[AIM OF THE TASK] Collect all lines from the records below that include the word "zero".

(Items from a dataset)
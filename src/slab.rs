//! The slot-allocation engine.
//!
//! A [`Slab`] owns a contiguous virtual range of 4 KiB pages and hands out
//! fixed-size objects from it. Allocation hashes a starting page and
//! sub-bitmap, then claims a slot bit with a single compare-exchange per
//! word; deallocation is pure pointer arithmetic plus a fetch-and. Physical
//! pages are published on demand and drained back to the OS when usage
//! falls, coordinated by a per-page drain-lock/reference word.

mod page;

use core::{
    alloc::Layout,
    ptr::NonNull,
    slice,
    sync::atomic::{fence, AtomicBool, AtomicUsize, Ordering::SeqCst},
};

use self::page::{Page, SUBMAP_COUNT};
use crate::{
    base::{BaseAlloc, Chunk},
    probe,
    stat::Stat,
};

pub(crate) const PAGE_SHIFT: usize = 12;
/// The size of one page of the reserved range.
pub const PAGE_SIZE: usize = 1 << PAGE_SHIFT;

/// The smallest supported object size. Anything below would need more than
/// 512 slot bits per page.
pub const MIN_OBJ_SIZE: usize = 8;
/// The largest supported object size: one slot spanning a whole page.
pub const MAX_OBJ_SIZE: usize = PAGE_SIZE;

/// A fixed-size object allocator over a capped range of pages.
///
/// One instance serves objects of a single size from `max_pages` reserved
/// pages, of which only a prefix is live at any moment. Any number of
/// threads may call [`allocate`](Self::allocate) and
/// [`deallocate`](Self::deallocate) concurrently; there is no mutex
/// anywhere, only atomic read-modify-write operations on the page metadata.
///
/// Dropping the slab releases the whole range. Every allocation must have
/// been deallocated, or at least never touched again, before the drop.
pub struct Slab<B: BaseAlloc> {
    base: B,
    chunk: Chunk<B>,
    header: Chunk<B>,
    obj_size: usize,
    slot_count: usize,
    virt_pages: usize,
    phys_pages: AtomicUsize,
    allocated: AtomicUsize,
    coord: AtomicBool,
}

impl<B: BaseAlloc> Slab<B> {
    /// Reserves the object range and the page metadata for a new instance.
    ///
    /// `obj_size` must lie in [`MIN_OBJ_SIZE`]`..=`[`MAX_OBJ_SIZE`] and
    /// `max_pages` must be at least 1. The first page is live immediately;
    /// the rest are published by demand-driven expansion.
    pub fn new(base: B, obj_size: usize, max_pages: usize) -> Result<Self, Error<B>> {
        if !(MIN_OBJ_SIZE..=MAX_OBJ_SIZE).contains(&obj_size) {
            return Err(Error::ObjSize(obj_size));
        }
        let size = match max_pages.checked_mul(PAGE_SIZE) {
            Some(size) if max_pages > 0 => size,
            _ => return Err(Error::PageCount(max_pages)),
        };

        let layout =
            Layout::from_size_align(size, PAGE_SIZE).map_err(|_| Error::PageCount(max_pages))?;
        let header_layout =
            Layout::array::<Page>(max_pages).map_err(|_| Error::PageCount(max_pages))?;

        let chunk = base.clone().reserve(layout).map_err(Error::Os)?;
        let header = base.clone().reserve(header_layout).map_err(Error::Os)?;

        let slab = Slab {
            base,
            chunk,
            header,
            obj_size,
            slot_count: PAGE_SIZE / obj_size,
            virt_pages: max_pages,
            phys_pages: AtomicUsize::new(1),
            allocated: AtomicUsize::new(0),
            coord: AtomicBool::new(false),
        };

        let pages = slab.header.pointer().cast::<Page>().as_ptr();
        for index in 0..max_pages {
            // SAFETY: the header chunk holds `max_pages` aligned `Page`
            // cells.
            unsafe { pages.add(index).write(Page::new(slab.slot_count)) };
        }
        // Every page is born drain-locked; the first is live from the start.
        slab.pages()[0].refcnt.unlock_drain();

        Ok(slab)
    }

    fn pages(&self) -> &[Page] {
        let ptr = self.header.pointer().cast::<Page>();
        // SAFETY: written in `new`; the cells live as long as the header
        // chunk.
        unsafe { slice::from_raw_parts(ptr.as_ptr(), self.virt_pages) }
    }

    pub(crate) fn base_ptr(&self) -> NonNull<u8> {
        self.chunk.pointer().cast()
    }

    fn capacity(&self, phys: usize) -> usize {
        phys * self.slot_count
    }

    /// The object size served by this instance.
    pub fn obj_size(&self) -> usize {
        self.obj_size
    }

    /// Real slots per page: `PAGE_SIZE / obj_size`.
    pub fn slot_count(&self) -> usize {
        self.slot_count
    }

    /// The page cap fixed at construction.
    pub fn virt_pages(&self) -> usize {
        self.virt_pages
    }

    pub fn stat(&self) -> Stat {
        Stat {
            phys_pages: self.phys_pages.load(SeqCst),
            virt_pages: self.virt_pages,
            allocated: self.allocated.load(SeqCst),
        }
    }

    /// Claims one object slot.
    ///
    /// Returns a block of exactly [`obj_size`](Self::obj_size) bytes inside
    /// the instance's range, owned by the caller until the matching
    /// [`deallocate`](Self::deallocate). `None` means every live page is
    /// full and the page cap forbids further expansion; that is
    /// back-pressure, not a fault.
    ///
    /// Lock-free: every failed compare-exchange means another thread claimed
    /// a slot, and a fully failed scan either publishes a page or gives up.
    pub fn allocate(&self) -> Option<NonNull<[u8]>> {
        loop {
            if let Some(ptr) = self.try_claim() {
                return Some(ptr);
            }
            if self.phys_pages.load(SeqCst) >= self.virt_pages {
                return None;
            }
            // A fresh page may already be justified; publish and rescan.
            self.expand();
        }
    }

    fn try_claim(&self) -> Option<NonNull<[u8]>> {
        let phys = self.phys_pages.load(SeqCst);
        let pages = self.pages();
        let page_start = probe::next() as usize % phys;

        for i in 0..phys {
            let index = (page_start + i) % phys;
            let page = &pages[index];
            if !page.refcnt.try_acquire() {
                // Drain-locked: a shrink is in flight, or the page was
                // reclaimed under us.
                continue;
            }

            let sub_start = probe::next() as usize % SUBMAP_COUNT;
            if let Some(slot) = page.claim(sub_start) {
                self.allocated.fetch_add(1, SeqCst);
                self.expand();
                // The page reference is kept: it stands for this outstanding
                // allocation and is dropped by the matching deallocate.
                let offset = (index << PAGE_SHIFT) + slot * self.obj_size;
                // SAFETY: `index` is a live page and `slot` a real slot, so
                // the offset stays within the reservation.
                let ptr = unsafe { self.base_ptr().add(offset) };
                return Some(NonNull::slice_from_raw_parts(ptr, self.obj_size));
            }

            page.refcnt.release();
        }
        None
    }

    /// Releases a block previously returned by
    /// [`allocate`](Self::allocate).
    ///
    /// Pointers outside the instance's range, misaligned within their page,
    /// or pointing past the page's real slot area are rejected without any
    /// state change. The release itself is wait-free: one fetch-and plus the
    /// counter and reference decrements.
    ///
    /// # Safety
    ///
    /// If `ptr` was returned by `allocate` on this instance, it must be
    /// outstanding: releasing a block twice, or a block owned by another
    /// caller, corrupts slot ownership.
    pub unsafe fn deallocate(&self, ptr: NonNull<u8>) {
        let base = self.base_ptr().as_ptr() as usize;
        let Some(diff) = (ptr.as_ptr() as usize).checked_sub(base) else {
            return;
        };
        if diff >= self.virt_pages << PAGE_SHIFT {
            return;
        }

        let index = diff >> PAGE_SHIFT;
        let offset = diff & (PAGE_SIZE - 1);
        if offset % self.obj_size != 0 {
            return;
        }
        let slot = offset / self.obj_size;
        if slot >= self.slot_count {
            return;
        }

        let page = &self.pages()[index];
        page.release_slot(slot);
        self.allocated.fetch_sub(1, SeqCst);
        page.refcnt.release();

        self.shrink();
    }

    /// Publishes one more page once usage crosses half of the live
    /// capacity. Single-flight: losers of the coordination flag return
    /// immediately.
    fn expand(&self) {
        let used = self.allocated.load(SeqCst);
        let phys = self.phys_pages.load(SeqCst);
        if used < self.capacity(phys) / 2 {
            return;
        }
        let coord = self.coord.compare_exchange(false, true, SeqCst, SeqCst);
        if coord.is_err() {
            return;
        }

        let phys = self.phys_pages.load(SeqCst);
        if phys < self.virt_pages {
            // The bitmap was prepared at construction and the ref word is
            // still drain-locked, so publishing is exactly the unlock.
            let index = self.phys_pages.fetch_add(1, SeqCst);
            self.pages()[index].refcnt.unlock_drain();
        }

        self.coord.store(false, SeqCst);
    }

    /// Reclaims trailing pages while usage stays at or below an eighth of
    /// the live capacity. The first page is never reclaimed.
    fn shrink(&self) {
        let used = self.allocated.load(SeqCst);
        let phys = self.phys_pages.load(SeqCst);
        if used > self.capacity(phys) / 8 {
            return;
        }
        let coord = self.coord.compare_exchange(false, true, SeqCst, SeqCst);
        if coord.is_err() {
            return;
        }

        loop {
            let phys = self.phys_pages.load(SeqCst);
            let last = phys - 1;
            if last == 0 || self.allocated.load(SeqCst) > self.capacity(phys) / 8 {
                break;
            }

            let page = &self.pages()[last];
            page.refcnt.lock_drain();
            // In-flight acquirers either observe the drain bit and back
            // out, or are already counted in the word read below.
            fence(SeqCst);
            if !page.refcnt.is_reclaimable() {
                page.refcnt.unlock_drain();
                break;
            }

            // SAFETY: a zero refcount means no outstanding allocation lives
            // on the page, so its contents may be discarded.
            unsafe { self.base.decommit(self.page_memory(last)) };
            self.phys_pages.fetch_sub(1, SeqCst);
        }

        self.coord.store(false, SeqCst);
    }

    fn page_memory(&self, index: usize) -> NonNull<[u8]> {
        // SAFETY: `index` is within the reserved range.
        let ptr = unsafe { self.base_ptr().add(index << PAGE_SHIFT) };
        NonNull::slice_from_raw_parts(ptr, PAGE_SIZE)
    }

    /// Outstanding slot bits across the whole range, sentinels excluded.
    #[cfg(test)]
    pub(crate) fn used_bits(&self) -> usize {
        (self.pages().iter())
            .map(|page| page.used_bits(self.slot_count))
            .sum()
    }
}

#[derive(Debug)]
pub enum Error<B: BaseAlloc> {
    /// The virtual-memory provider refused the reservation.
    Os(B::Error),
    /// The object size lies outside [`MIN_OBJ_SIZE`]`..=`[`MAX_OBJ_SIZE`].
    ObjSize(usize),
    /// A page cap of zero, or one large enough to overflow the reservation.
    PageCount(usize),
}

[TASK ANSWER]
            // SAFETY: a zero refcount means no outstanding allocation lives
    /// A page cap of zero, or one large enough to overflow the reservation.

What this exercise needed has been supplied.